Risk assessment of sunflower production was carried out using an empirical model. The crop yield prediction for semi-arid areas (CYP-SA) was used to simulate sunflower yield using 26 years (1984–2010) climatic data. Scenarios of crop yield simulation included production techniques associated with in-field rainwater harvesting (IRWH), and conventional tillage (CT). IRWH is a no-till (NT) crop production practice that promotes runoff from a crusted runoff strip into basins where water infiltrates beyond evaporation. The study focused on the effect of initial soil water content at planting viz. empty profile (water content near the lower limit of plant available water (LL)); half profile (water content between LL and the drained upper limit (DUL)); full profile (water content near DUL) and planting dates (November, December and January). Yield difference at 80% probability was 74% higher under IRWH compared to CT with empty initial soil water content at planting. Results indicated that IRWH is more sustainable compared to the CT.

Keywords

  • ecotope
  • crop yield simulation
  • empirical model
  • production risk
  • rainwater harvesting

1. Introduction

Water scarcity is a major constraint in semi-arid areas, leading to a natural focus on in-field rainwater conservation [1]. However, field experiments to assess water harvesting techniques are very expensive and laborious [2]. As a result several models of water harvesting have been developed in order to quantify risk for different production techniques.
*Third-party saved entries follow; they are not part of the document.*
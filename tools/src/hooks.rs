//! Collaborators a host can plug into the bridge: a review gate that approves
//! (and may amend) file changes before they are written, and a notifier told
//! about every committed change.

use std::future::Future;
use std::pin::Pin;

use outpost_types::RemotePath;
use serde_json::Value;
use tokio::sync::mpsc;

/// A proposed file change awaiting review.
#[derive(Debug, Clone, Copy)]
pub struct ReviewRequest<'a> {
    pub tool_name: &'a str,
    pub input: &'a Value,
    pub path: &'a RemotePath,
    /// Current content, or `None` when the file does not exist yet.
    pub old_content: Option<&'a str>,
    pub new_content: &'a str,
}

#[derive(Debug, Clone, PartialEq, Eq)]
pub enum ReviewDecision {
    /// Write `final_content`, which may differ from what was proposed.
    Accepted { final_content: String },
    Rejected { reason: Option<String> },
}

pub type ReviewFut<'a> = Pin<Box<dyn Future<Output = ReviewDecision> + Send + 'a>>;

pub trait ReviewGate: Send + Sync {
    fn review<'a>(&'a self, request: ReviewRequest<'a>) -> ReviewFut<'a>;
}

/// A committed file change.
#[derive(Debug, Clone, PartialEq, Eq)]
pub struct FileUpdate {
    pub path: RemotePath,
    pub old_content: Option<String>,
    pub new_content: String,
    pub additions: usize,
    pub deletions: usize,
}

/// Fire-and-forget observer of committed changes. Must not block.
pub trait UpdateNotifier: Send + Sync {
    fn notify(&self, update: FileUpdate);
}

/// Forwards updates over a bounded channel, dropping them when it is full.
#[derive(Debug, Clone)]
pub struct ChannelNotifier {
    tx: mpsc::Sender<FileUpdate>,
}

impl ChannelNotifier {
    #[must_use]
    pub fn new(tx: mpsc::Sender<FileUpdate>) -> Self {
        Self { tx }
    }

    #[must_use]
    pub fn channel(capacity: usize) -> (Self, mpsc::Receiver<FileUpdate>) {
        let (tx, rx) = mpsc::channel(capacity);
        (Self { tx }, rx)
    }
}

impl UpdateNotifier for ChannelNotifier {
    fn notify(&self, update: FileUpdate) {
        if let Err(e) = self.tx.try_send(update) {
            tracing::warn!("dropped file update notification: {e}");
        }
    }
}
Models can be used as research tools to conduct research faster and cost-effectively [3]. In addition, a valuable property of models is their ability to utilize long-term climate data to provide long-term yield simulations, which can serve to quantify risk [4, 5, 6]. The modeling in this study simulate the in-field rainwater harvesting (IRWH) production technique (Figure 1) that was implemented during the field experiments [7]. This modeling approach has been described previously [2, 3, 4, 8]. By constructing cumulative probability functions (CPFs), risk associated with various production systems can be quantified [2, 4, 5, 8, 9, 10, 11].

Figure 1.

A diagrammatic representation of the in-field rainwater harvesting (IRWH) production technique.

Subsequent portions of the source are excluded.